Published onApr 19, 2019
Daniel Harbour

Dear Noam,

At school, I had three loves: languages, mathematics, and music. I still remember the moment when, driving down a steep Sydney hill, my father mentioned your and Greenberg’s work to me. I pressed him for more details, but he didn’t have any. Instead, he persuaded me to apply to Oxford, where I met Jim Higginbotham, who one day returned from a trip to Cambridge and reported that “I’ve discussed you with Noam”—I was struck by his use of your first name, as he usually called you Chomsky—“and you should apply to MIT.”

You were immediately and always warm as a person but you never played soft for the newbies. Ideas were ideas and were to be held to unflinching standards.
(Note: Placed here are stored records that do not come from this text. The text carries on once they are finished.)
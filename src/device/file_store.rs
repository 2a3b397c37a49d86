use std::collections::HashMap;
use std::fs;
use std::io::Write;
#[cfg(unix)]
use std::os::unix::fs::{OpenOptionsExt, PermissionsExt};
use std::path::{Path, PathBuf};
use std::sync::{Arc, Mutex};

use chrono::{DateTime, Utc};
use serde::{Deserialize, Serialize};
use tracing::warn;

use super::codes::storage_key;
use super::record::{AuthorizationStatus, DeviceAuthorization, Transition};
use super::store::{AuthorizationStore, CasOutcome, StoreError};

const RECORD_FILE_VERSION: u32 = 1;

/// Durable store keeping one TOML file per authorization.
///
/// File names are the SHA-256 of the device code, so the secret never shows
/// up in a directory listing. Writes go through a temp file and `rename`, so
/// readers never observe a half-written record. Atomicity of
/// [`compare_and_swap`](AuthorizationStore::compare_and_swap) holds within
/// one process; run a single server per directory.
///
/// A consumed record keeps its issued key until the reaper deletes it after
/// the retention grace, so the key stays on disk (mode 0600) for that long.
/// Keep the directory on storage with the same protection as the keys.
///
/// # Example
/// ```no_run
/// use keygate::device::{AuthorizationStore, FileAuthorizationStore};
///
/// let store = FileAuthorizationStore::new("/var/lib/keygate/authorizations");
/// let records = store.list()?;
/// # Ok::<(), keygate::device::StoreError>(())
/// ```
pub struct FileAuthorizationStore {
    base_dir: PathBuf,
    record_locks: Mutex<HashMap<String, Arc<Mutex<()>>>>,
    insert_lock: Mutex<()>,
}

impl FileAuthorizationStore {
    pub fn new(base_dir: impl Into<PathBuf>) -> Self {
        Self {
            base_dir: base_dir.into(),
            record_locks: Mutex::new(HashMap::new()),
            insert_lock: Mutex::new(()),
        }
    }

    pub fn base_dir(&self) -> &Path {
        &self.base_dir
    }

    fn record_path(&self, device_code: &str) -> PathBuf {
        self.base_dir.join(format!("{}.toml", storage_key(device_code)))
    }

    fn record_lock(&self, device_code: &str) -> Result<Arc<Mutex<()>>, StoreError> {
        let mut locks = self
            .record_locks
            .lock()
            .map_err(|_| StoreError::Unavailable("lock poisoned".to_string()))?;
        Ok(locks
            .entry(device_code.to_string())
            .or_insert_with(|| Arc::new(Mutex::new(())))
            .clone())
    }

    /// Drop the lock entry unless another caller still holds it.
    fn forget_lock(&self, device_code: &str, lock: &Arc<Mutex<()>>) {
        if let Ok(mut locks) = self.record_locks.lock() {
            let idle = locks
                .get(device_code)
                .is_some_and(|entry| Arc::ptr_eq(entry, lock) && Arc::strong_count(lock) == 2);
            if idle {
                locks.remove(device_code);
            }
        }
    }

    fn read_path(path: &Path) -> Result<Option<DeviceAuthorization>, StoreError> {
        let raw = match fs::read_to_string(path) {
            Ok(data) => data,
            Err(err) if err.kind() == std::io::ErrorKind::NotFound => return Ok(None),
            Err(err) => return Err(StoreError::Io(err.to_string())),
        };
        let file: RecordFile = toml::from_str(&raw)?;
        if file.version != RECORD_FILE_VERSION {
            return Err(StoreError::Serialization(format!(
                "Unsupported record file version {} at {}",
                file.version,
                path.display()
            )));
        }
        Ok(Some(file.record))
    }

    fn write(&self, record: &DeviceAuthorization) -> Result<(), StoreError> {
        let file = RecordFile {
            version: RECORD_FILE_VERSION,
            saved_at: Utc::now(),
            record: record.clone(),
        };
        let serialized = toml::to_string(&file)?;
        atomic_write(&self.record_path(&record.device_code), serialized.as_bytes())
    }
}

impl AuthorizationStore for FileAuthorizationStore {
    fn insert(&self, record: &DeviceAuthorization) -> Result<(), StoreError> {
        let _guard = self
            .insert_lock
            .lock()
            .map_err(|_| StoreError::Unavailable("lock poisoned".to_string()))?;
        if self.record_path(&record.device_code).exists() {
            return Err(StoreError::Conflict("device_code".to_string()));
        }
        if self.find_active_by_user_code(&record.user_code)?.is_some() {
            return Err(StoreError::Conflict("user_code".to_string()));
        }
        self.write(record)
    }

    fn get(&self, device_code: &str) -> Result<Option<DeviceAuthorization>, StoreError> {
        Self::read_path(&self.record_path(device_code))
    }

    fn find_active_by_user_code(
        &self,
        user_code: &str,
    ) -> Result<Option<DeviceAuthorization>, StoreError> {
        Ok(self
            .list()?
            .into_iter()
            .find(|record| record.user_code == user_code && record.status.is_active()))
    }

    fn compare_and_swap(
        &self,
        device_code: &str,
        expected: AuthorizationStatus,
        transition: Transition,
    ) -> Result<CasOutcome, StoreError> {
        let lock = self.record_lock(device_code)?;
        let guard = lock
            .lock()
            .map_err(|_| StoreError::Unavailable("lock poisoned".to_string()))?;

        let Some(current) = self.get(device_code)? else {
            drop(guard);
            self.forget_lock(device_code, &lock);
            return Ok(CasOutcome::Mismatch(None));
        };
        if current.status != expected {
            return Ok(CasOutcome::Mismatch(Some(current)));
        }
        let mut next = current.clone();
        if next.apply(transition).is_err() {
            return Ok(CasOutcome::Mismatch(Some(current)));
        }
        self.write(&next)?;
        Ok(CasOutcome::Swapped(next))
    }

    fn remove(&self, device_code: &str) -> Result<bool, StoreError> {
        let lock = self.record_lock(device_code)?;
        let removed = {
            let _guard = lock
                .lock()
                .map_err(|_| StoreError::Unavailable("lock poisoned".to_string()))?;
            match fs::remove_file(self.record_path(device_code)) {
                Ok(()) => true,
                Err(err) if err.kind() == std::io::ErrorKind::NotFound => false,
                Err(err) => return Err(StoreError::Io(err.to_string())),
            }
        };
        self.forget_lock(device_code, &lock);
        Ok(removed)
    }

    fn list(&self) -> Result<Vec<DeviceAuthorization>, StoreError> {
        let entries = match fs::read_dir(&self.base_dir) {
            Ok(entries) => entries,
            Err(err) if err.kind() == std::io::ErrorKind::NotFound => return Ok(Vec::new()),
            Err(err) => return Err(StoreError::Io(err.to_string())),
        };
        let mut records = Vec::new();
        for entry in entries {
            let path = entry?.path();
            if path.extension().and_then(|ext| ext.to_str()) != Some("toml") {
                continue;
            }
            match Self::read_path(&path) {
                Ok(Some(record)) => records.push(record),
                // Removed between read_dir and read.
                Ok(None) => {}
                Err(StoreError::Serialization(reason)) => {
                    warn!(
                        path = %path.display(),
                        reason = %reason,
                        "skipping unreadable record file"
                    );
                }
                Err(err) => return Err(err),
            }
        }
        Ok(records)
    }
}

#[derive(Debug, Serialize, Deserialize)]
struct RecordFile {
    version: u32,
    saved_at: DateTime<Utc>,
    record: DeviceAuthorization,
}

pub(crate) fn atomic_write(path: &Path, data: &[u8]) -> Result<(), StoreError> {
    if let Some(parent) = path.parent() {
        if !parent.as_os_str().is_empty() {
            fs::create_dir_all(parent)?;
        }
    }

    let file_name = path.file_name().ok_or_else(|| {
        StoreError::Io(format!("Record path {} has no file name", path.display()))
    })?;
    let nonce = Utc::now().timestamp_nanos_opt().unwrap_or_default();
    let temp_path = path.with_file_name(format!(
        ".{}.tmp-{}-{nonce}",
        file_name.to_string_lossy(),
        std::process::id()
    ));

    let mut options = fs::OpenOptions::new();
    options.write(true).create_new(true);
    #[cfg(unix)]
    options.mode(0o600);

    let write_result = (|| -> std::io::Result<()> {
        let mut temp_file = options.open(&temp_path)?;
        temp_file.write_all(data)?;
        temp_file.sync_all()?;
        Ok(())
    })();

    if let Err(err) = write_result {
        let _ = fs::remove_file(&temp_path);
        return Err(err.into());
    }
    if let Err(err) = fs::rename(&temp_path, path) {
        let _ = fs::remove_file(&temp_path);
        return Err(err.into());
    }

    #[cfg(unix)]
    fs::set_permissions(path, fs::Permissions::from_mode(0o600))?;

    Ok(())
}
To a Sydney-sider, it was like surfing: you can’t ask for small waves, the ocean just comes at you.

Thanks to your work—a vastly inappropriate word for the volume, rigour, and imaginativeness of your output—and to the community of researchers who have built up around it—especially, for me, early on, Jim, Ken, Morris, and Alec—I have an endlessly engaging, ever fascinating career that combines two of my childhood loves. Some days, I hum while I work and that combines all three.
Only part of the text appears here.